» **Exercise aim**:
For the listing below, give the number of lines that hold the string "domain", without anything else.

» **Source records**:

──────

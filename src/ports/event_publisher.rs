//! EventPublisher port - the interface CRUD handlers use to emit events.
//!
//! Handlers call this after their write has committed. Publishing is
//! fire-and-forget: the call returns immediately, delivery is best-effort and
//! at-most-once, and a failure never reaches the HTTP response. Handlers
//! depend on this trait only, never on the broker client.

use serde_json::Value as JsonValue;

use crate::domain::foundation::UserId;
use crate::domain::realtime::Topic;

/// Port for publishing realtime events.
///
/// # Example
///
/// ```ignore
/// // After inserting the post row:
/// publisher.publish_to_post(&section_id, &post.id, event_types::NEW_POST, json!(post));
/// ```
pub trait EventPublisher: Send + Sync {
    /// Publish one event to one topic.
    fn publish(&self, topic: &Topic, event_type: &str, payload: JsonValue);

    /// Publish the same event to several topics as independent envelopes.
    fn publish_all(&self, topics: &[Topic], event_type: &str, payload: JsonValue) {
        for topic in topics {
            self.publish(topic, event_type, payload.clone());
        }
    }

    /// Publish to a post topic and its parent section topic.
    fn publish_to_post(&self, section_id: &str, post_id: &str, event_type: &str, payload: JsonValue) {
        self.publish_all(
            &[Topic::post(post_id), Topic::section(section_id)],
            event_type,
            payload,
        );
    }

    /// Publish to a comment topic and its parent post topic.
    fn publish_to_comment(&self, post_id: &str, comment_id: &str, event_type: &str, payload: JsonValue) {
        self.publish_all(
            &[Topic::comment(comment_id), Topic::post(post_id)],
            event_type,
            payload,
        );
    }

    /// Publish to a user's notification topic.
    fn notify_user(&self, user: &UserId, event_type: &str, payload: JsonValue) {
        self.publish(&Topic::user_notifications(user), event_type, payload);
    }

    /// Publish to a user's mention topic.
    fn mention_user(&self, user: &UserId, event_type: &str, payload: JsonValue) {
        self.publish(&Topic::user_mentions(user), event_type, payload);
    }
}

#[cfg(test)]
mod tests {
    use super::*;
    use serde_json::json;
    use std::sync::Mutex;

    #[derive(Default)]
    struct RecordingPublisher {
        calls: Mutex<Vec<(String, String)>>,
    }

    impl EventPublisher for RecordingPublisher {
        fn publish(&self, topic: &Topic, event_type: &str, _payload: JsonValue) {
            self.calls
                .lock()
                .unwrap()
                .push((topic.to_string(), event_type.to_string()));
        }
    }

    #[allow(dead_code)]
    fn assert_object_safe(_: &dyn EventPublisher) {}

    #[test]
    fn publish_to_post_fans_out_to_post_and_section() {
        let publisher = RecordingPublisher::default();
        publisher.publish_to_post("s1", "p1", "new_post", json!({"id": "p1"}));

        let calls = publisher.calls.lock().unwrap();
        assert_eq!(
            *calls,
            vec![
                ("post:p1".to_string(), "new_post".to_string()),
                ("section:s1".to_string(), "new_post".to_string()),
            ]
        );
    }

    #[test]
    fn publish_to_comment_fans_out_to_comment_and_post() {
        let publisher = RecordingPublisher::default();
        publisher.publish_to_comment("p1", "c1", "new_comment", json!({}));

        let calls = publisher.calls.lock().unwrap();
        assert_eq!(calls[0].0, "comment:c1");
        assert_eq!(calls[1].0, "post:p1");
    }

    #[test]
    fn user_helpers_target_fixed_topics() {
        let publisher = RecordingPublisher::default();
        let user = UserId::new("u1").unwrap();
        publisher.notify_user(&user, "notification", json!({}));
        publisher.mention_user(&user, "mention", json!({}));

        let calls = publisher.calls.lock().unwrap();
        assert_eq!(calls[0].0, "user-notifications:u1");
        assert_eq!(calls[1].0, "user-mentions:u1");
    }
}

──────

» **Answer area**:
2